Ormai siamo coinvolti; hanno vinto loro e una strana smania ci trasforma in turisti di plastica ; scattiamo foto dov’è vietato e ci emozioniamo per la collezione di botti firmate dai personaggi in visita in azienda, da Picasso a Orson Welles, passando per i reali di mezza Europa a politici di ogni epoca.

La guida con fare impassibile non riesce a sorridere nemmeno quando sa di raccontare una cosa offerta a noi plastificati proprio per sorridere. Ecco a voi “Los ratones de Tío Pepe”.  Scusa hai detto ratones? Cioè topi?. La simpaticona  continua impassibile “ qui si sono alternate generazioni di topi e per buon augurio lasciamo loro sempre un assaggio” Uffa! Era una cosa carina e l’hai rovinata come una barzelletta spiegata.

Scopriamo che il fondatore dell’azienda Manuel Maria Gonzales a soli 23 anni decise di dedicarsi ai vini di Jerez. Byass è il cognome dell’importatore inglese che fu suo socio e contatto dal 1855. Nacque dunque una società che però dal 1988 è totalmente dei Gonzales e rimane dunque solo il nome che è parte della storia. Nella sala proiezioni il video che parla della storia di Tio Pepe, troppo simile a un film luce di propaganda, riabilita la guida e ne fa sentire quasi la mancanza. Quasi!.Passiamo per la Bodega Los Reyes dedicata alla famiglia reale. Ora tocca alla degustazione. Peccato non ci sia nessuno a spiegare ma solo compunti camerieri a versare.

Scelgo per voi un grande classico delle estati andaluse: Sherry fino. Si beve freddo, spesso come aperitivo, con formaggi, ed io suggerisco un Manchego e tapas.
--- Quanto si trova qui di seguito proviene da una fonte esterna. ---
//! Outbound partner notifications, queued only after a decision has been committed.
//!
//! Decisions never talk to the transport themselves: [`NotificationDispatcher::dispatch`] appends
//! the message to an in-process outbox and wakes the background worker started with
//! [`NotificationDispatcher::spawn_worker`]. The worker drains the outbox on every wake-up and on
//! a fixed poll interval, trying each message up to `max_attempts` times per pass. Messages that
//! still fail stay queued for the next pass or for an explicit
//! [`NotificationDispatcher::retry_pending`].

use std::collections::VecDeque;
use std::sync::{Arc, Mutex};
use std::time::Duration;

use chrono::{DateTime, NaiveDate, Utc};
use serde::Serialize;
use tokio::sync::mpsc;
use tokio::task::JoinHandle;
use tracing::{debug, info, warn};

use super::domain::{ApplicantContact, ApplicationNumber};

const WAKE_CAPACITY: usize = 16;

#[derive(Debug, Clone, PartialEq, Eq, Serialize)]
pub struct Notification {
    pub to: String,
    pub subject: String,
    pub html: String,
}

/// E-mail (or other channel) adapter. Treated as best-effort.
pub trait Notifier: Send + Sync {
    fn send(&self, notification: &Notification) -> Result<(), NotifyError>;
}

#[derive(Debug, thiserror::Error)]
pub enum NotifyError {
    #[error("notification transport unavailable: {0}")]
    Transport(String),
    #[error("recipient rejected: {0}")]
    Recipient(String),
}

#[derive(Debug, Clone, Copy, PartialEq, Eq, Serialize)]
#[serde(rename_all = "snake_case")]
pub enum NotificationKind {
    Activation,
    Rejection,
    ClarificationRequest,
}
impl<R> StageDecisionRecorder<R>
where
    R: ApplicationRepository + 'static,
{
    pub fn new(repository: Arc<R>) -> Self {
        Self { repository }
    }

    pub fn record_tele_verification(
        &self,
        number: &ApplicationNumber,
        staff: &Actor,
        decision: StageDecision,
        input: TeleVerificationInput,
    ) -> Result<TeleVerificationLog, OnboardingError> {
        let case = load_case(self.repository.as_ref(), number)?;

        let decision_reason = non_blank(input.decision_reason.as_deref());
        if decision.requires_reason() && decision_reason.is_none() {
            return Err(DecisionError::ReasonRequired {
                stage: "tele verification",
                decision: decision.label().to_string(),
            }
            .into());
        }

        let mut application = case.application;
        let change = ApplicationStateMachine::transition(
            &mut application.core_mut().status,
            tele_target(decision),
            staff,
        )?;

        let call_status = input.call_status.unwrap_or(match decision {
            StageDecision::Approve => CallStatus::Verified,
            _ => CallStatus::CallBackRequested,
        });
        let log = TeleVerificationLog {
            application_number: number.clone(),
            staff_id: staff.id.clone(),
            decision,
            call_status,
            decision_reason,
            call_notes: non_blank(input.call_notes.as_deref()),
            preferred_language: non_blank(input.preferred_language.as_deref()),
            recorded_at: Utc::now(),
        };

        let commit = CaseCommit::guarded(number.clone(), change.from)
            .with_status(application.core().tracked_status())
            .with_tele_log(log.clone());
        commit_guarded(self.repository.as_ref(), commit)?;

        info!(
            application = %number,
            staff = %staff.id,
            decision = decision.label(),
            from = %change.from,
            to = %change.to,
            "tele verification recorded"
        );
        Ok(log)
    }

    pub fn record_kyc_approval(
        &self,
        number: &ApplicationNumber,
        staff: &Actor,
        decision: StageDecision,
        input: KycApprovalInput,
    ) -> Result<KycApproval, OnboardingError> {
        let case = load_case(self.repository.as_ref(), number)?;

        let remarks = non_blank(input.remarks.as_deref());
        if decision.requires_reason() && remarks.is_none() {
            return Err(DecisionError::ReasonRequired {
                stage: "kyc approval",
                decision: decision.label().to_string(),
            }
            .into());
        }

        let revision = case.application.core().revision;
        let mut application = case.application;
        if decision == StageDecision::Approve && !application.all_required_verified() {
            let outstanding = application
                .core()
                .document_checklist
                .outstanding(application.required_documents())
                .into_iter()
                .map(|document| document.key().to_string())
                .collect();
            return Err(DecisionError::DocumentsIncomplete { outstanding }.into());
        }

        let change = ApplicationStateMachine::transition(
            &mut application.core_mut().status,
            kyc_target(decision),
            staff,
        )?;

        let field_assignee = match decision {
            StageDecision::Approve => non_blank(input.field_assignee.as_deref()),
            _ => None,
        };
        let review = KycApproval {
            application_number: number.clone(),
            staff_id: staff.id.clone(),
            decision,
            remarks,
            field_assignee: field_assignee.clone(),
            recorded_at: Utc::now(),
        };

        let mut commit = CaseCommit::guarded(number.clone(), change.from)
            .with_status(application.core().tracked_status())
            .with_kyc_review(review.clone());
        if decision == StageDecision::Approve {
            commit = commit.with_revision_guard(revision);
        }
        if field_assignee.is_some() {
            commit = commit
                .with_field_assignee(field_assignee)
                .with_field_visit_status(FieldVisitStatus::Scheduled);
        }
        commit_guarded(self.repository.as_ref(), commit)?;

        info!(
            application = %number,
            staff = %staff.id,
            decision = decision.label(),
            to = %change.to,
            "kyc approval recorded"
        );
        Ok(review)
    }

    pub fn start_field_visit(
        &self,
        number: &ApplicationNumber,
        rm: &Actor,
    ) -> Result<ApplicationStatus, OnboardingError> {
        let case = load_case(self.repository.as_ref(), number)?;
        let mut application = case.application;
        ensure_assigned(application.core(), rm)?;

        let change = ApplicationStateMachine::transition(
            &mut application.core_mut().status,
            ApplicationStatus::FieldVerificationInProgress,
            rm,
        )?;

        let commit = CaseCommit::guarded(number.clone(), change.from)
            .with_status(application.core().tracked_status())
            .with_field_visit_status(FieldVisitStatus::InProgress);
        commit_guarded(self.repository.as_ref(), commit)?;

        info!(application = %number, rm = %rm.id, "field visit started");
        Ok(change.to)
    }

    pub fn record_field_verification(
        &self,
        number: &ApplicationNumber,
        staff: &Actor,
        input: FieldVerificationInput,
    ) -> Result<FieldVerificationReport, OnboardingError> {
        let case = load_case(self.repository.as_ref(), number)?;
        ensure_assigned(case.application.core(), staff)?;

        let FieldVerificationInput {
            verification_result,
            visit,
            vehicles,
            fee,
            photo_urls,
        } = input;

        let location = match (visit.latitude, visit.longitude) {
            (Some(latitude), Some(longitude)) if latitude.is_finite() && longitude.is_finite() => {
                GeoPoint {
                    latitude,
                    longitude,
                }
            }
            _ => return Err(DecisionError::MissingGps.into()),
        };
        let result = FieldVerificationResult::parse(&verification_result)
            .ok_or(DecisionError::MissingResult)?;
        let remarks = non_blank(visit.remarks.as_deref());
        if result != FieldVerificationResult::VerifiedOk && remarks.is_none() {
            return Err(DecisionError::ReasonRequired {
                stage: "field verification",
                decision: verification_result.trim().to_string(),
            }
            .into());
        }

        let outcome = field_outcome(result);
        let mut application = case.application;
        let change = ApplicationStateMachine::transition(
            &mut application.core_mut().status,
            outcome.status,
            staff,
        )?;

        let report = FieldVerificationReport {
            application_number: number.clone(),
            staff_id: staff.id.clone(),
            verification_result: result,
            application_status: outcome.report_status,
            location,
            visit_date: visit.visit_date,
            address_verified: visit.address_verified,
            remarks,
            vehicles,
            fee,
            photo_urls,
            recorded_at: Utc::now(),
        };

        let commit = CaseCommit::guarded(number.clone(), change.from)
            .with_status(application.core().tracked_status())
            .with_field_visit_status(outcome.visit_status)
            .with_field_report(report.clone());
        commit_guarded(self.repository.as_ref(), commit)?;

        info!(
            application = %number,
            staff = %staff.id,
            result = ?result,
            to = %change.to,
            "field verification recorded"
        );
        Ok(report)
    }
}
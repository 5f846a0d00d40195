use crate::config::ConfigError;
use crate::telemetry::TelemetryError;
use crate::workflows::onboarding::OnboardingError;

/// Failure surfaced by the binaries: startup, serving, or a pipeline step run outside HTTP.
///
/// HTTP handlers never produce this type; they map [`OnboardingError`] through
/// `router::error_response` instead.
#[derive(Debug, thiserror::Error)]
pub enum AppError {
    #[error("configuration error: {0}")]
    Config(#[from] ConfigError),
    #[error("telemetry error: {0}")]
    Telemetry(#[from] TelemetryError),
    #[error("io error: {0}")]
    Io(#[from] std::io::Error),
    #[error("onboarding step failed: {0}")]
    Onboarding(#[from] OnboardingError),
}
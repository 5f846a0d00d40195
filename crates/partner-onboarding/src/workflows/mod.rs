pub mod onboarding;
Durante le feste si beve diluito con la gazzosa ed ecco il rebujito. Il colore è luminoso e ricco, di un bel giallo paglierino chiaro. I classici sentori di mandorla e frutta a pasta gialla. L’albicocca in un buon grado di maturazione e la mandorla tostata. Leggero del miele colora l’olfatto e oli essenziali  di buccia di agrumi. In bocca è abbastanza sapido e colpisce per una texture grassa e avvolgente. Rimane lungo e intenso. Infine questo è da considerarsi un vino e non un liquorino da tenere nell’armadio dei fine pasto, quindi raffreddatelo, apritelo e bevetelo.

Intanto abbiamo perso di vista la guida che si è  congedata discretamente. Che peccato! Abbiamo dimenticato di salutarla! Magari le avrebbe fatto piacere, e chi sa , forse avrebbe anche sorriso!